C’est par cette entrée, située quai d’Amérique, que les salarié⸱es entrent dans l’usine depuis 120 ans.

« L’ampleur des investissements nécessaires pour satisfaire aux contraintes réglementaires, sans compter l’argent qu’il aurait fallu investir pour moderniser l’outil industriel, a découragé des intérêts pourtant réels. Et je le dis, c’est un gâchis, parce que cet outil fonctionne. Il n’est pas aux normes, c’est vrai. Il est classé Seveso, c’est vrai et n’étant pas aux normes il est potentiellement dangereux, c’est vrai. Mais un plan d’accompagnement aurait pu être mis en place pour lisser dans le temps l’atteinte des normes environnementales et ainsi ne pas décourager d’emblée des volontés de reprises. »

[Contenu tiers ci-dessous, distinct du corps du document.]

use anchor_lang::prelude::*;

use crate::error::FaucetError;
use crate::state::{FaucetState, Maintainers};

pub fn add_maintainer(ctx: Context<AddMaintainer>, addr: Pubkey) -> Result<()> {
    require!(addr != Pubkey::default(), FaucetError::InvalidPubkey);

    let faucet_state_key = ctx.accounts.faucet_state.key();
    let st = &ctx.accounts.faucet_state;
    require_keys_eq!(ctx.accounts.owner.key(), st.owner, FaucetError::UnauthorizedOwner);

    // Maintainers must be able to sign drips. Block the known program keys
    // and PDAs, which never can.
    require!(addr != faucet_state_key, FaucetError::InvalidConfig);
    require!(addr != crate::ID, FaucetError::InvalidConfig);
    let (vault_pda, _) =
        Pubkey::find_program_address(&[b"vault", faucet_state_key.as_ref()], &crate::ID);
    let (maintainers_pda, _) =
        Pubkey::find_program_address(&[b"maintainers", faucet_state_key.as_ref()], &crate::ID);
    require!(addr != vault_pda, FaucetError::InvalidConfig);
    require!(addr != maintainers_pda, FaucetError::InvalidConfig);

    ctx.accounts.maintainers.add(addr)?;

    emit!(MaintainerAdded { maintainer: addr });
    Ok(())
}

#[derive(Accounts)]
pub struct AddMaintainer<'info> {
    #[account(seeds = [b"faucet_state"], bump)]
    pub faucet_state: Account<'info, FaucetState>,

    #[account(
        mut,
        seeds = [b"maintainers", faucet_state.key().as_ref()],
        bump
    )]
    pub maintainers: Box<Account<'info, Maintainers>>,

    pub owner: Signer<'info>,
}

#[event]
pub struct MaintainerAdded {
    pub maintainer: Pubkey,
}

L’État et la direction de l’usine jugés responsables

« Cette issue me met en colère parce que je suis convaincue que des choses pouvaient être faites, d’autant plus quand on sait qu’il n’y avait pas de problème en termes de carnet de commande. » réagit la maire de Calais.

« Je regrette que l’État n’ait pas proposé de plan d’investissement pour le plan environnemental tout comme je déplore que la direction n’ait pas passé la main quand il était encore temps. Et je le dis, et je le répète, c’est elle, cette direction, qui a coulé Synthexim. »

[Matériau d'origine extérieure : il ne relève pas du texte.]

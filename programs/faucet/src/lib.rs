pub mod constants;
pub mod error;
pub mod instructions;
pub mod state;
pub mod utils;

use anchor_lang::prelude::*;

pub use constants::*;
pub use instructions::*;
pub use state::*;

declare_id!("FkU8vP4Yy3rXssjAdmTFSxmCFaoszetJ7FdJsXdBzpCJ");

#[program]
pub mod faucet {
    use super::*;

    /// Create the faucet: config PDA, maintainer list and token vault. The
    /// payer becomes owner and is enrolled as the first maintainer.
    pub fn initialize_faucet(ctx: Context<InitializeFaucet>, max_disperse: u64) -> Result<()> {
        instructions::initialize_faucet::initialize_faucet(ctx, max_disperse)
    }

    /// Replace the per-drip amount (owner only).
    pub fn set_max_disperse(ctx: Context<SetMaxDisperse>, new_amount: u64) -> Result<()> {
        instructions::set_max_disperse::set_max_disperse(ctx, new_amount)
    }

    /// Enroll a maintainer (owner only).
    pub fn add_maintainer(ctx: Context<AddMaintainer>, addr: Pubkey) -> Result<()> {
        instructions::add_maintainer::add_maintainer(ctx, addr)
    }

    /// Unenroll a maintainer (owner only).
    pub fn remove_maintainer(ctx: Context<RemoveMaintainer>, addr: Pubkey) -> Result<()> {
        instructions::remove_maintainer::remove_maintainer(ctx, addr)
    }

    /// Emergency stop for drips (owner only).
    pub fn pause(ctx: Context<Pause>) -> Result<()> {
        instructions::pause::pause(ctx)
    }

    /// Resume drips (owner only).
    pub fn unpause(ctx: Context<Unpause>) -> Result<()> {
        instructions::unpause::unpause(ctx)
    }

    /// Top up the vault. Open to anyone.
    pub fn receive_funds(ctx: Context<ReceiveFunds>, amount: u64) -> Result<()> {
        instructions::receive_funds::receive_funds(ctx, amount)
    }

    /// Pay one fixed-size drip to `recipient`, subject to the per-recipient
    /// cooldown and the vault balance (maintainer only).
    pub fn drip(ctx: Context<Drip>, recipient: Pubkey) -> Result<()> {
        instructions::drip::drip(ctx, recipient)
    }

    /// Withdraw from the vault to the owner (owner only).
    pub fn withdraw_funds(ctx: Context<WithdrawFunds>, amount: u64) -> Result<()> {
        instructions::withdraw_funds::withdraw_funds(ctx, amount)
    }

    /// Emit a read-only eligibility quote for `recipient`.
    pub fn emit_drip_quote(ctx: Context<EmitDripQuote>, recipient: Pubkey) -> Result<()> {
        instructions::emit_drip_quote::emit_drip_quote(ctx, recipient)
    }
}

Meccano : les questions sans réponses des acteurs locaux

Sur le dossier de l’usine Meccano, Natacha Bouchart explique : «  En agissant de concert avec monsieur le Préfet, madame la sous-préfète et le président de région, Xavier Bertrand, j’espérais obtenir des réponses claires à des questions tout aussi claires : combien coûte le rachat de la licence Meccano ? Quels sont les repreneurs qui, selon SpinMaster, n’auraient pas concrétisé leur marque d’intérêt pour reprendre l’activité du site de Calais ? Pouvons-nous obtenir un certain nombre d’informations essentielles à la recherche de repreneurs, tels que les caractéristiques du site et la pyramide des âges ? Malgré plusieurs relances, nous ne disposons toujours pas de l’ensemble de ces éléments. » déplore l’élue.

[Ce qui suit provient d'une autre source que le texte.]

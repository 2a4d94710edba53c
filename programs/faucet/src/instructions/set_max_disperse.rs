use anchor_lang::prelude::*;

use crate::error::FaucetError;
use crate::state::FaucetState;

pub fn set_max_disperse(ctx: Context<SetMaxDisperse>, new_amount: u64) -> Result<()> {
    let st = &mut ctx.accounts.faucet_state;
    require_keys_eq!(ctx.accounts.owner.key(), st.owner, FaucetError::UnauthorizedOwner);
    require!(new_amount > 0, FaucetError::InvalidAmount);

    // Existing recipient locks are untouched.
    st.max_disperse = new_amount;

    emit!(MaxDisperseUpdated {
        max_disperse: new_amount,
    });
    Ok(())
}

#[derive(Accounts)]
pub struct SetMaxDisperse<'info> {
    #[account(mut, seeds = [b"faucet_state"], bump)]
    pub faucet_state: Account<'info, FaucetState>,

    pub owner: Signer<'info>,
}

#[event]
pub struct MaxDisperseUpdated {
    pub max_disperse: u64,
}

« Réfléchir à une reconversion industrielle »

« Nous poursuivons malgré tout la démarche engagée avec le cabinet spécialisé qui a été mandaté à ma demande par Calais Promotion pour nous donner une vision objective du potentiel du site et réfléchir à une reconversion industrielle. » indique Natacha Bouchart, qui salue au passage l’accord trouvé entre les représentants du personnel et la direction du site.

« S’il doit encore être validé par la direction du travail, cet accord, au regard de l’indemnité supra légale qu’il comporte, me semble de nature à permettre aux équipes d’entrevoir leur avenir un tout petit peu plus sereinement. » conclut la maire de Calais.